Costa Morena, al via la demolizione della centrale a carbone

Lo scorso anno il tentativo di un accordo fra A2A e Comune di Brindisi al fine di convertire in tempi rapidi la centrale in un termovalorizzatore

L’avvocato Roberto Fusco

BRINDISI – E’ ufficialmente cominciata la demolizione della centrale elettrica a carbone Costa Morena, sita nella zona nord di Brindisi. Lo annuncia su Facebook l’avvocato Roberto Fusco, da tempo impegnato per garantire lo smantellamento.

“Nel rispetto delle tante persone che ci hanno lavorato – scrive su Facebook l’avvocato Fusco –  è una liberazione per i tanti cittadini di Brindisi che per tanti anni hanno dovuto pagare pesanti conseguenze a causa del grave impatto ambientale di tale Centrale”

Fusco allega al suo post due fotografie di grande impatto: la prima, che mostra la nascita della centrale nel 1968; la seconda, lo smantellamento dei camini, esattamente 50 anni dopo

“Ora tocca al Sindaco Rossi – prosegue Fusco – all’intero Consiglio Comunale, ed a tutti i cittadini di Brindisi, ottenere che l’area di detta Centrale venga destinata per usi portuali e retro portuali, scongiurando l’idea di fare al posto della Centrale un inceneritore, sia pure chiamandolo con altro bellissimo nome”.

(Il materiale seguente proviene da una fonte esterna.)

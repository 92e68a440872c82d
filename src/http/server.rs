//! HTTP server setup and configuration.
//!
//! # Responsibilities
//! - Create the Axum router with the verification endpoints
//! - Wire up middleware (request ID, tracing, request timeout)
//! - Serve plain HTTP or TLS on the given listener (certificates reload with the config)
//! - Swap the verifier when a reloaded configuration arrives
//! - Stop on the shutdown signal

use std::sync::Arc;
use std::time::Duration;

use arc_swap::ArcSwap;
use axum::{
    body::Body,
    http::Request,
    routing::{get, post},
    Router,
};
use thiserror::Error;
use tokio::net::TcpListener;
use tokio::sync::{broadcast, mpsc};
use tower::ServiceBuilder;
use tower_http::{
    request_id::{PropagateRequestIdLayer, SetRequestIdLayer},
    timeout::TimeoutLayer,
    trace::TraceLayer,
};

use crate::config::VerifierConfig;
use crate::http::handlers::{health, item_status, purchase_status, verify_item, verify_purchase};
use crate::http::request::{request_id, MakeRequestUuid};
use crate::http::tls::{load_tls, reload_tls};
use crate::resilience::{CancelHandle, Cancellation};
use crate::store::DocumentStore;
use crate::verification::PurchaseVerifier;

/// Grace period for open connections once shutdown starts.
const DRAIN_TIMEOUT: Duration = Duration::from_secs(10);

/// A reloaded configuration the running server cannot apply.
#[derive(Debug, Error)]
pub enum ReloadError {
    #[error("worst-case verification time {budget:?} does not fit the live request timeout {limit:?}; restart to apply")]
    ExceedsRequestTimeout { budget: Duration, limit: Duration },
}

/// Application state injected into handlers.
#[derive(Clone)]
pub struct AppState {
    /// Current verifier; replaced wholesale on config reload.
    pub inner: Arc<ArcSwap<PurchaseVerifier>>,
    /// Fires on shutdown, ending in-flight verifications.
    pub cancel: CancelHandle,
    /// Request timeout the router was built with. Fixed until restart.
    request_timeout: Duration,
}

impl AppState {
    pub fn new(verifier: PurchaseVerifier, cancel: CancelHandle, request_timeout: Duration) -> Self {
        Self {
            inner: Arc::new(ArcSwap::from_pointee(verifier)),
            cancel,
            request_timeout,
        }
    }

    pub fn verifier(&self) -> Arc<PurchaseVerifier> {
        self.inner.load_full()
    }

    pub fn cancellation(&self) -> Cancellation {
        self.cancel.token()
    }

    pub fn request_timeout(&self) -> Duration {
        self.request_timeout
    }

    /// Rebuild the verifier from a reloaded configuration.
    ///
    /// The store client and the request timeout are kept; their settings only
    /// take effect on restart. A polling policy that could outlast the live
    /// request timeout is rejected and the current verifier stays in place.
    pub fn apply_config(&self, config: &VerifierConfig) -> Result<(), ReloadError> {
        let current = self.inner.load_full();
        let next = PurchaseVerifier::from_config(current.store(), config);

        let budget = next.policy().worst_case_duration();
        if budget >= self.request_timeout {
            return Err(ReloadError::ExceedsRequestTimeout {
                budget,
                limit: self.request_timeout,
            });
        }
        if Duration::from_secs(config.timeouts.request_secs) != self.request_timeout {
            tracing::warn!(
                live_secs = self.request_timeout.as_secs(),
                requested_secs = config.timeouts.request_secs,
                "Request timeout changes require a restart"
            );
        }

        tracing::info!(
            max_attempts = next.policy().max_attempts,
            backoff = ?next.policy().backoff,
            items = %next.collections().items,
            purchases = %next.collections().purchases,
            "Verifier configuration reloaded"
        );
        self.inner.store(Arc::new(next));
        Ok(())
    }
}

/// HTTP server exposing the verifier.
pub struct HttpServer {
    router: Router,
    config: VerifierConfig,
    state: AppState,
}

impl HttpServer {
    /// Create a new HTTP server. `cancel` should come from the shutdown
    /// coordinator so shutdown ends in-flight verifications.
    pub fn new(config: VerifierConfig, store: Arc<dyn DocumentStore>, cancel: CancelHandle) -> Self {
        let verifier = PurchaseVerifier::from_config(store, &config);
        let request_timeout = Duration::from_secs(config.timeouts.request_secs);
        let state = AppState::new(verifier, cancel, request_timeout);
        let router = Self::build_router(state.clone());
        Self { router, config, state }
    }

    /// Build the Axum router with all middleware layers.
    #[allow(deprecated)]
    fn build_router(state: AppState) -> Router {
        let middleware = ServiceBuilder::new()
            .layer(SetRequestIdLayer::x_request_id(MakeRequestUuid))
            .layer(PropagateRequestIdLayer::x_request_id())
            .layer(TraceLayer::new_for_http().make_span_with(|request: &Request<Body>| {
                tracing::info_span!(
                    "http_request",
                    method = %request.method(),
                    uri = %request.uri(),
                    request_id = %request_id(request.headers()),
                )
            }))
            .layer(TimeoutLayer::new(state.request_timeout()));

        Router::new()
            .route("/health", get(health))
            .route("/api/v1/verify/item", post(verify_item))
            .route("/api/v1/verify/purchase", post(verify_purchase))
            .route("/api/v1/status/item/{item_id}", get(item_status))
            .route("/api/v1/status/purchase", get(purchase_status))
            .with_state(state)
            .layer(middleware)
    }

    /// Run the server, accepting connections on the given listener until
    /// `shutdown` fires.
    pub async fn run(
        self,
        listener: TcpListener,
        mut config_updates: mpsc::UnboundedReceiver<VerifierConfig>,
        mut shutdown: broadcast::Receiver<()>,
    ) -> Result<(), std::io::Error> {
        let addr = listener.local_addr()?;
        tracing::info!(
            address = %addr,
            tls = self.config.listener.tls.is_some(),
            "HTTP server starting"
        );

        let rustls = match &self.config.listener.tls {
            Some(tls) => Some(load_tls(tls).await?),
            None => None,
        };

        let reload_state = self.state.clone();
        let reload_tls_config = rustls.clone();
        let reloader = tokio::spawn(async move {
            while let Some(config) = config_updates.recv().await {
                if let Err(e) = reload_state.apply_config(&config) {
                    tracing::error!(error = %e, "Rejected config reload, keeping current verifier");
                }
                if let (Some(live), Some(tls)) = (&reload_tls_config, &config.listener.tls) {
                    if let Err(e) = reload_tls(live, tls).await {
                        tracing::error!(error = %e, "TLS reload failed, keeping current certificate");
                    }
                }
            }
        });

        match rustls {
            Some(rustls) => {
                let handle = axum_server::Handle::new();
                let shutdown_handle = handle.clone();
                tokio::spawn(async move {
                    // A closed channel also means shutdown.
                    let _ = shutdown.recv().await;
                    shutdown_handle.graceful_shutdown(Some(DRAIN_TIMEOUT));
                });

                axum_server::from_tcp_rustls(listener.into_std()?, rustls)
                    .handle(handle)
                    .serve(self.router.into_make_service())
                    .await?;
            }
            None => {
                axum::serve(listener, self.router)
                    .with_graceful_shutdown(async move {
                        let _ = shutdown.recv().await;
                        tracing::info!("HTTP server draining connections");
                    })
                    .await?;
            }
        }

        reloader.abort();
        tracing::info!("HTTP server stopped");
        Ok(())
    }

    /// Get a reference to the config.
    pub fn config(&self) -> &VerifierConfig {
        &self.config
    }

    /// Shared handler state.
    pub fn state(&self) -> &AppState {
        &self.state
    }
}

#[cfg(test)]
mod tests {
    use super::*;
    use crate::store::InMemoryStore;

    fn state(config: &VerifierConfig) -> AppState {
        let verifier = PurchaseVerifier::from_config(Arc::new(InMemoryStore::new()), config);
        AppState::new(
            verifier,
            CancelHandle::new(),
            Duration::from_secs(config.timeouts.request_secs),
        )
    }

    #[test]
    fn test_reload_swaps_policy_and_collections() {
        let config = VerifierConfig::default();
        let state = state(&config);
        let before = state.verifier();

        let mut reloaded = config.clone();
        reloaded.polling.max_attempts = 3;
        reloaded.collections.items = "listings".to_string();
        state.apply_config(&reloaded).unwrap();

        let after = state.verifier();
        assert_eq!(after.policy().max_attempts, 3);
        assert_eq!(after.collections().items, "listings");
        // Calls already holding the old verifier keep its policy.
        assert_eq!(before.policy().max_attempts, 10);
        assert_eq!(before.collections().items, "artworks");
    }

    #[test]
    fn test_reload_beyond_live_request_timeout_is_rejected() {
        let config = VerifierConfig::default();
        let state = state(&config);

        // Valid on its own, but the router still enforces the 90s timeout.
        let mut reloaded = config.clone();
        reloaded.polling.max_attempts = 60;
        reloaded.timeouts.request_secs = 500;
        assert!(crate::config::validation::validate_config(&reloaded).is_ok());

        let err = state.apply_config(&reloaded).unwrap_err();
        assert!(matches!(err, ReloadError::ExceedsRequestTimeout { .. }));
        assert_eq!(state.verifier().policy().max_attempts, 10);
        assert_eq!(state.request_timeout(), Duration::from_secs(90));
    }
}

Si tratta di una demolizione parziale, che riguarda i gruppi 1 e 2 della Centrale ma ora, spiega l’avvocato Fusco, “Occorrerà ottenere che nessuna autorizzazione venga data per fare l’inceneritore e buttare giù gli altri due gruppi. Vedere i primi due camini che vanno giù ha pero un forte valore simbolico e di incoraggiamento a tenere duro nella battaglia”.

Sulla questione si era espresso qualche giorno fa anche il deputato brindisino di Forza Italia, Mauro D’Attis, contrario alla sostituzione dell’ex centrale Edipower con l’impianto di trattamento dei rifiuti

“Girano in queste ore le immagini dello smontaggio degli impianti della ex centrale di Brindisi nord (insediatasi nel 1968) – ha dichiarato D’Attis – Io e le amministrazioni in cui sono stato maggioranza hanno sempre sostenuto che lì non deve più sorgere un insediamento industriale di tale impatto”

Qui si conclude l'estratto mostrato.